As we sang I started to feel the song, the lyric started to get to me. My voice had a catch in it from the tightness that gathered in my throat. I missed a line, lost my words and couldn't cover so quickly as I would have liked.

And when (and when) just the two of us are there
You won't have to ask if I still care
Cause as the time turns the page
My love won't age at all

He reached over the console and covered my hand with his. A hand now bigger than mine, a hand I held not long ago to cross a street, to walk through a schoolyard, to walk to a playground. A hand that looks suspiciously like a man's, the man he will soon become. He smiled at me and kept on singing. My voice returned and joined his. We kept on going and I kept on thinking, thinking abut this almost man seated next to me.

I swear like the shadow that's by your side
I'll be there
For better or worse
Till death do us part
I'll love you with every beat of my heart

Sometimes he's the tie that binds, he's the bridge over certain of my gaps. Sometimes he's my saving grace. Sometimes he's the reason that a lot of things make sense to me. Sometimes he is the sense in my life. Sometimes he's the reason I am sure of the direction I am going.

I swear.
Indeed.

Sunday, June 7, 2009

Speaking Cooking


When I was younger, much younger, I had a sort of Sunday morning ritual. I cooked, cooked big. My husband would be out running his Sunday 10 miles. Two of my children (the last was not yet present) would be peacefully watching television. I would be in the kitchen, Aaron Neville cranking in the background, and me presiding over a pasta machine making that week's Sunday dinner. The spaghetti sauce would be bubbling, I had the freshly made noodles all laid out on the table and I would be working on a dessert. The scene was one of domestic bliss. This was a weekly event for me having learned to cook this way from my mother-in-law. It was my way of giving my husband a part of his childhood he loved so much. It was a way to recreate a happy time for him and create that same existence in our life together.

I was up early this morning, standing at the counter in the kitchen, and my mind went back to those days. I thought about how different my life is now. My husband was out on the deck drinking coffee. He no longer can run with his bad knees. He was out there talking on the phone in preparation for his day of work. He wasn't particularly chatty with me before the phone call, something that seems all to common lately. My two older children are both moved out of the house and my youngest is still at a friend's having spent the night there. The pasta machine is in a closet collecting dust and I am standing in silence, no music is playing anywhere, in a house quiet and still. I pulled out a large pot and started boiling water. I would not be making homemade pasta today but I would be making something nice.

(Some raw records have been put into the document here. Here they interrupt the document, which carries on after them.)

use std::sync::Arc;

use crate::auth::CredentialValidator;
use crate::geoip::GeoLookup;
use crate::store::StoreAdapter;

/// Shared application state injected into all route handlers via Axum extractors.
#[derive(Clone)]
pub struct AppState {
    /// Persistence backend selected at startup from configuration.
    pub store: Arc<dyn StoreAdapter>,
    /// Pluggable credential check. Default: SharedSecretValidator.
    pub validator: Arc<dyn CredentialValidator>,
    pub geo: GeoLookup,
}
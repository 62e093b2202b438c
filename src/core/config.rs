//! Deck construction rules.
//!
//! The builder enforces a small set of counting rules:
//! - `max_leaders`: Leader cards allowed in a deck
//! - `max_leader_copies`: copies of one Leader card allowed
//! - `max_copies`: copies of one non-Leader card allowed
//! - `max_main_deck`: non-Leader cards allowed
//!
//! `DeckRules::default()` is the standard constructed format.

use serde::{Deserialize, Serialize};

/// Standard number of Leader cards in a deck.
pub const STANDARD_LEADERS: usize = 1;

/// Standard copy limit for a single non-Leader card.
pub const STANDARD_COPY_LIMIT: usize = 4;

/// Standard number of non-Leader cards in a complete deck.
pub const STANDARD_MAIN_DECK: usize = 50;

/// Counting rules applied when cards are added to a deck.
#[derive(Clone, Copy, Debug, PartialEq, Eq, Serialize, Deserialize)]
pub struct DeckRules {
    /// Leader cards allowed in the deck.
    pub max_leaders: usize,

    /// Copies of a single Leader card allowed.
    pub max_leader_copies: usize,

    /// Copies of a single non-Leader card allowed.
    pub max_copies: usize,

    /// Non-Leader cards allowed. A deck with exactly this many
    /// (and a full Leader slot) is complete.
    pub max_main_deck: usize,
}

impl Default for DeckRules {
    fn default() -> Self {
        Self {
            max_leaders: STANDARD_LEADERS,
            max_leader_copies: 1,
            max_copies: STANDARD_COPY_LIMIT,
            max_main_deck: STANDARD_MAIN_DECK,
        }
    }
}

impl DeckRules {
    /// Set the per-card copy limit for non-Leader cards.
    #[must_use]
    pub fn with_max_copies(mut self, copies: usize) -> Self {
        self.max_copies = copies;
        self
    }

    /// Set the non-Leader card cap.
    #[must_use]
    pub fn with_max_main_deck(mut self, cards: usize) -> Self {
        self.max_main_deck = cards;
        self
    }

    /// Set the copy limit for a single Leader card.
    #[must_use]
    pub fn with_max_leader_copies(mut self, copies: usize) -> Self {
        self.max_leader_copies = copies;
        self
    }

    /// Set the number of Leader slots.
    #[must_use]
    pub fn with_max_leaders(mut self, leaders: usize) -> Self {
        self.max_leaders = leaders;
        self
    }
}
//! Card catalog filter: free-text search plus facet selection.
//!
//! ## Key Types
//!
//! - `SearchQuery`: `++`-separated required terms
//! - `Facet`, `FacetSelection`: Per-field value selections
//! - `FacetOption`: A selectable value with its display label
//! - `filter_cards`: The visible subset of a card list

pub mod catalog_filter;
pub mod facets;
pub mod query;

pub use catalog_filter::filter_cards;
pub use facets::{facet_options, Facet, FacetOption, FacetSelection};
pub use query::{haystack, SearchQuery, TERM_DELIMITER};
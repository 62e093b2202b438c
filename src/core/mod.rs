//! Core types shared by the deck and catalog modules: deck rules and
//! instance tags.

pub mod config;
pub mod tag;

pub use config::{DeckRules, STANDARD_COPY_LIMIT, STANDARD_LEADERS, STANDARD_MAIN_DECK};
pub use tag::InstanceTag;
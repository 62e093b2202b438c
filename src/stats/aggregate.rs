//! Deck statistics.
//!
//! Four frequency tables over the non-Leader part of a deck: counter
//! value, cost, color and type. Every physical copy counts once. A card
//! missing a value is left out of that one table only.
//!
//! Tables are `BTreeMap`s so iteration order is display order: counters
//! and costs ascend (with "No Cost" first), colors and types are
//! alphabetical.

use std::collections::BTreeMap;

use serde::{Deserialize, Serialize};

use crate::cards::{Card, Cost};
use crate::deck::Deck;

/// Frequency tables for a deck.
#[derive(Clone, Debug, Default, PartialEq, Eq, Serialize, Deserialize)]
pub struct DeckStats {
    /// Copies per counter amount.
    pub counter: BTreeMap<i64, usize>,
    /// Copies per cost. `Cost::NoCost` displays as "No Cost".
    pub cost: BTreeMap<Cost, usize>,
    /// Copies per color.
    pub color: BTreeMap<String, usize>,
    /// Copies per card type.
    pub card_type: BTreeMap<String, usize>,
    /// Non-Leader cards seen.
    pub main_deck: usize,
}

impl DeckStats {
    /// Aggregate over any sequence of cards. Leaders are skipped.
    #[must_use]
    pub fn from_cards<'a>(cards: impl IntoIterator<Item = &'a Card>) -> Self {
        let mut stats = Self::default();
        for card in cards.into_iter().filter(|c| !c.is_leader()) {
            stats.main_deck += 1;

            if let Some(counter) = card.counter {
                *stats.counter.entry(counter).or_default() += 1;
            }
            if let Some(cost) = card.cost {
                *stats.cost.entry(cost).or_default() += 1;
            }
            if let Some(color) = card.color.as_deref().filter(|c| !c.is_empty()) {
                *stats.color.entry(color.to_string()).or_default() += 1;
            }
            if let Some(card_type) = card.type_name().filter(|t| !t.is_empty()) {
                *stats.card_type.entry(card_type.to_string()).or_default() += 1;
            }
        }
        stats
    }

    /// No non-Leader card contributed.
    #[must_use]
    pub fn is_empty(&self) -> bool {
        self.main_deck == 0
    }

    /// Cost table with display labels, in display order.
    #[must_use]
    pub fn cost_labels(&self) -> Vec<(String, usize)> {
        self.cost
            .iter()
            .map(|(cost, count)| (cost.to_string(), *count))
            .collect()
    }
}

/// Statistics for the current deck.
#[must_use]
pub fn aggregate(deck: &Deck) -> DeckStats {
    DeckStats::from_cards(deck.cards())
}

I started boiling lasagna noodles to make a rollentini that I will stuff with ricotta cheese mixed with some egg. parsley, mozzarella & Romano cheese. I chopped some zucchini, red onion and tomatoes and tossed in olive oil & balsamic vinegar, oregano and shredded mozzarella. I sliced some strawberries and drizzled them with Marsala wine. I made a vanilla pudding. I stood back after putting everything back into the refrigerator for later and thought about what I had done. Thought about why I had done it.

While I was cooking my husband went out the door. He had a quick goodbye for me and a kiss on my cheek that was mostly in my hair. I watched him go and studied his face, trying to gauge his expression. He seemed to have a hint of longing on his face. I think he thinks I am going to serve all of this for dinner today and he will miss it as he won't be home until late tonight. He didn't say anything but I suspect his thoughts. That put a wry smile on my face as the door shut behind him. There's no one here to eat all of this food.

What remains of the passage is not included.